Ideas & Inspiration

How to Prepare Soil for a Garden

Conduct a Soil Test
A gardener testing soil with a kit

A soil test measures how acidic or alkaline your soil is. If yours has too much of either, plants won’t absorb the nutrients they need. Most plants grow best when the soil pH is in near-neutral, between 6.0 and 7.0, but there are some exceptions.


Blueberries and potatoes, for example, prefer acidic soil. A soil test before planting will help determine the amendments you'll need. Learn more about how to test soil.

Mix in Compost
A compost bin in the garden

Compost brings life to the soil by adding nutrients, improving soil structure and helping retain water. When you add rich organic matter like compost, your garden responds with a bountiful harvest of nutrient-rich vegetables and fruit. The best time to make your soil richer is to add compost at the beginning of each growing season.


You can make your own compost from vegetable scraps and yard debris with a composter, or you can purchase bagged compost.


A good rule of thumb is to add an inch of compost to your garden beds each year. But don’t worry, you can never add too much compost to your garden.


How much will you need? The following sizes cover the square footage an inch deep:


  • 1 cubic foot bag – Covers 12 sq. ft.
  • 1.5 cubic foot bag – Covers 18 sq. ft.
  • 2 cubic foot bag – Covers 26.5 sq. ft.
  • 3 cubic foot bag – Covers 36.5 sq. ft.


Add Amendments
Raking compost in the garden

Based on the results of your soil test, either increase the pH of very acidic soil using lime or use sulfur to lower pH. Mix or scratch amendments like finished compost directly into the dirt around the plants’ root zones. Learn more about amending problem soils.


Tips for amending soil with compost:

  • If it’s a new bed or your soil is compact and hard, work the compost into the soil with a rake or cultivator before planting.

  • Side dress fruit trees and shrubs by gently shaking a shovelful of compost around the “drip” area of a plant, or where rain or moisture naturally drip from the plant’s leaves. There is no need to work the side dressing into the soil.
Fertilize Regularly
Gardener fertilizing plants

Use an organic fertilizer specific to the plants in your garden to boost nutrition and increase the harvest. Fertilizers come in many varieties, from liquid to granular, so choose one best suited to your needs.

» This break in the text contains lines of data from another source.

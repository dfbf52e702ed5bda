//! Offline backend for simulation and demos.
//!
//! `OfflineGenerator` has no structured-output capability, so every
//! classification goes through the keyword fallback. Free-text calls return
//! a fixed acknowledgement in the handler's three-line format, with the
//! action label taken from the labels the handler prompt offers.

use serde_json::Value;

use callcenter_contracts::{
    error::{CallcenterError, CallcenterResult},
    script::{GeneratedMessage, ScriptPayload},
};
use callcenter_core::traits::TextGenerator;

pub const OFFLINE_CUSTOMER_LINE: &str =
    "We have logged your complaint and an agent will follow up within 24 hours.";
pub const OFFLINE_NOTE: &str =
    "offline backend: scripted acknowledgement, no language model consulted";
/// Used when the prompt offers no action labels.
pub const OFFLINE_DEFAULT_ACTION: &str = "no-action";

/// The first label of the prompt's `exactly one of [...]` list.
fn first_offered_action(prompt: &str) -> Option<&str> {
    let (_, rest) = prompt.split_once("exactly one of [")?;
    let (list, _) = rest.split_once(']')?;
    list.split(',')
        .map(|label| label.trim().trim_matches('"').trim())
        .find(|label| !label.is_empty())
}

/// The offline reply to `prompt`.
pub fn offline_script(prompt: &str) -> String {
    let action = first_offered_action(prompt).unwrap_or(OFFLINE_DEFAULT_ACTION);
    format!("{OFFLINE_CUSTOMER_LINE}\n{action}\n{OFFLINE_NOTE}")
}

#[derive(Debug, Clone, Copy, Default)]
pub struct OfflineGenerator;

impl TextGenerator for OfflineGenerator {
    fn invoke(&self, prompt: &str) -> CallcenterResult<ScriptPayload> {
        let mut message = GeneratedMessage::assistant(offline_script(prompt));
        message
            .metadata
            .insert("model".to_string(), Value::String("offline".to_string()));
        Ok(ScriptPayload::Message(message))
    }

    fn invoke_structured(&self, _prompt: &str, _schema: &Value) -> CallcenterResult<Value> {
        Err(CallcenterError::Generation {
            reason: "structured output is unavailable in offline mode".to_string(),
        })
    }
}
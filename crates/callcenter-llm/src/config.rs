//! Connection settings for the hosted language model.

use std::time::Duration;

use secrecy::SecretString;

use callcenter_contracts::error::{CallcenterError, CallcenterResult};

pub const DEFAULT_BASE_URL: &str = "https://api.groq.com/openai/v1";
pub const DEFAULT_MODEL: &str = "openai/gpt-oss-20b";
pub const DEFAULT_API_KEY_ENV: &str = "GROQ_API_KEY";
/// Upper bound on `max_retries`; a turn waits on every attempt.
pub const MAX_RETRIES_LIMIT: u32 = 5;

#[derive(Clone, Debug)]
pub struct LlmConfig {
    pub base_url: String,
    pub model: String,
    /// Bearer token. `None` means the backend cannot be constructed.
    pub api_key: Option<SecretString>,
    pub timeout_secs: u64,
    /// Extra attempts after the first one for retryable failures.
    pub max_retries: u32,
    pub temperature: f32,
}

impl Default for LlmConfig {
    fn default() -> Self {
        Self {
            base_url: DEFAULT_BASE_URL.to_string(),
            model: DEFAULT_MODEL.to_string(),
            api_key: None,
            timeout_secs: 30,
            max_retries: 1,
            temperature: 0.2,
        }
    }
}

impl LlmConfig {
    /// Fill `api_key` from the environment variable `var`.
    ///
    /// An unset or blank variable leaves the key empty.
    pub fn with_api_key_from_env(mut self, var: &str) -> Self {
        self.api_key = std::env::var(var)
            .ok()
            .map(|v| v.trim().to_string())
            .filter(|v| !v.is_empty())
            .map(SecretString::from);
        self
    }

    pub fn timeout(&self) -> Duration {
        Duration::from_secs(self.timeout_secs)
    }

    /// `{base_url}/chat/completions`, tolerating a trailing slash.
    pub fn completions_url(&self) -> String {
        format!("{}/chat/completions", self.base_url.trim_end_matches('/'))
    }

    /// Reject settings the client cannot work with.
    pub fn validate(&self) -> CallcenterResult<()> {
        if self.api_key.is_none() {
            return Err(CallcenterError::ConfigError {
                reason: "language-model API key is not set".to_string(),
            });
        }
        if self.model.trim().is_empty() {
            return Err(CallcenterError::ConfigError {
                reason: "language-model name is empty".to_string(),
            });
        }
        if !(self.base_url.starts_with("http://") || self.base_url.starts_with("https://")) {
            return Err(CallcenterError::ConfigError {
                reason: format!("base_url '{}' is not an http(s) URL", self.base_url),
            });
        }
        if self.timeout_secs == 0 {
            return Err(CallcenterError::ConfigError {
                reason: "timeout_secs must be greater than zero".to_string(),
            });
        }
        if self.max_retries > MAX_RETRIES_LIMIT {
            return Err(CallcenterError::ConfigError {
                reason: format!(
                    "max_retries {} exceeds the limit of {}",
                    self.max_retries, MAX_RETRIES_LIMIT
                ),
            });
        }
        Ok(())
    }
}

If you're growing vegetables, look for organic and slow-release fertilizers. Follow package instructions to know when and how often to feed.


Add Mulch
Flower bed with mulch

A 2 to 3-inch layer of mulch does a world of wonders for plants and soil. It helps moderate soil temperature, prevents soil compaction and stops weeds. Add organic mulch around edible plants to keep moisture in, block weeds and provide added nutrients.


Remember to never volcano your mulch around the base of your plants. Not sure how much mulch you’ll need? Estimate it with our mulch and soil calculator.

Control Weeds
Gardener pulling weeds

Weeds not only look unsightly, but they also rob nearby plants of water and nutrients. Pull them by their roots or smother them using mulch. Learn more ways to whack your weeds.



Taking time to properly prepare the soil in your garden will pay off with healthy plants that will produce more blooms and fruit, and withstand pests and diseases.